MANILA — An investigational injectable drug is found to be effective in preventing HIV among women, according to an interim analysis of a study published Monday, providing new options on HIV prevention for women and girls, who account for 48% of all new HIV infections in 2019.
Study HPTN 084, led by the HIV Prevention Trials Network, found cabotegravir, a long-acting injectable developed by ViiV Healthcare, was 89% more effective than the standard oral preexposure prophylaxis tenofovir/emtricitabine combination pills widely used for HIV prevention.
The high effectiveness of the drug led an independent data safety monitoring board to recommend an early stop to the study, which is being conducted in 20 sites across seven countries in sub-Saharan Africa, involving over 3,200 women participants.
Clinical evidence shows that cabotegravir, an investigative injectable drug for HIV prevention and treatment, is 66% more effective than daily oral PrEP. Experts explain what barriers stand in the way of the drug's rollout.
A separate study on cabotegravir’s effectiveness in preventing HIV among men and transgender women also ended early in May for the same reasons.
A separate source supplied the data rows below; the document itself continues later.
//! Click checkout adapter.
//!
//! Click has no receipt API for checkout; the hosted page is addressed
//! entirely through query parameters, with the merchant reference
//! carried in `transaction_param` so Click can echo it back to the
//! webhook later.

use async_trait::async_trait;

use crate::config::ClickConfig;
use crate::domain::payment::{PaymentError, Plan, ProviderKind};
use crate::ports::CheckoutProvider;

const PAY_PAGE_URL: &str = "https://my.click.uz/services/pay";

/// Builds Click hosted payment page links.
pub struct ClickCheckout {
    config: ClickConfig,
}

impl ClickCheckout {
    pub fn new(config: ClickConfig) -> Self {
        Self { config }
    }
}

#[async_trait]
impl CheckoutProvider for ClickCheckout {
    fn provider(&self) -> ProviderKind {
        ProviderKind::Click
    }

    async fn checkout_url(&self, plan: &Plan, reference: &str) -> Result<String, PaymentError> {
        let service_id = plan
            .service_id_for(ProviderKind::Click)
            .ok_or_else(|| PaymentError::plan_not_found(plan.id.as_str()))?;

        Ok(format!(
            "{}?service_id={}&merchant_id={}&amount={}&transaction_param={}",
            PAY_PAGE_URL,
            service_id,
            self.config.merchant_id,
            plan.price.to_major_string(),
            reference,
        ))
    }
}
In that companion study HPTN 083, cabotegravir was 66% more effective — the effectiveness range was 38% to 82% — than the oral PrEP.
Young women are especially vulnerable to HIV infections. Every week, an estimated 5,500 young women aged 15 to 24 years old get infected with HIV. In sub-Saharan Africa, young women in this age range are twice as likely to be living with HIV than men. Girls also account for 5 in 6 new infections among adolescents aged 15 to 19 years old in the region, according to latest data from UNAIDS.
Matteo Cassolato, technical lead for HIV prevention at Frontline AIDS, told Devex over email that results of the study mean there is not only a new method of prevention, but “potentially a better method for women and other groups who may struggle with adhering to daily pill treatment long-term.”
“If approved, long-acting cabotegravir will provide an option that reduces the number of dosing days from 365 to six,” said Dr. Kimberly Smith, head of research & development at ViiV Healthcare. The injectable is administered every two months, as opposed to daily oral pills.
Cassolato argued however that to reduce new HIV infections among women and girls, comprehensive multisectoral approaches that go beyond the health sector are needed — those that address issues of gender inequality and other harmful gender norms that severely limit women and girls’ ability to use HIV prevention options like PrEP.
“These results are exciting, but it’s important to acknowledge they are a starting point.”— Matteo Cassolato, technical lead for HIV prevention, Frontline AIDS
Viiv Healthcare will engage with global regulators in the coming months to prepare for regulatory submissions using results from both HPTN 083 and HPTN 084 studies on cabotegravir as a PrEP.
Cabotegravir, as a single drug, has not received any regulatory approval to date either for HIV treatment or HIV prevention. The only known regulatory approval of cabotegravir was in Canada, where oral tablets of the drug and its injectable form — which is combined with Johnson & Johnson’s rilpivirine — received its first regulatory approval early in 2020 for HIV treatment.
But apart from regulatory approval, countries will have to deal with delivery, access, and uptake of the drug — challenges that experts anticipate.
“These results are exciting, but it’s important to acknowledge they are a starting point. There are now important real world implementation issues to address, from assessing how acceptable the new drug and its delivery method are, to understanding how HIV prevention programmes would need to be adjusted so that this method can be delivered safely and effectively to women and girls,” Cassolato said.
Another potential issue is how to avoid drug resistance for those who decide to discontinue using the injectable drug.
“It will still take some time for injectable cabotegravir to become available, but it is hopeful.” Cassolato added.
Asked regarding affordability of cabotegravir for HIV prevention, Smith said in an email that ViiV Healthcare, “does not expect to profit from sales of its marketed products to public HIV programmes and international donor agency programmes” in low-income countries and least-developed countries, including in sub-Saharan Africa.
“On this basis, long-acting injectable cabotegravir for HIV prevention will be offered at a non-profit price in these countries to enable countries with the greatest barriers to affordability to be sustainably supplied at the lowest possible prices,” she told Devex.
Detailed results of the HPTN 084 study will be presented at a scientific meeting in 2021.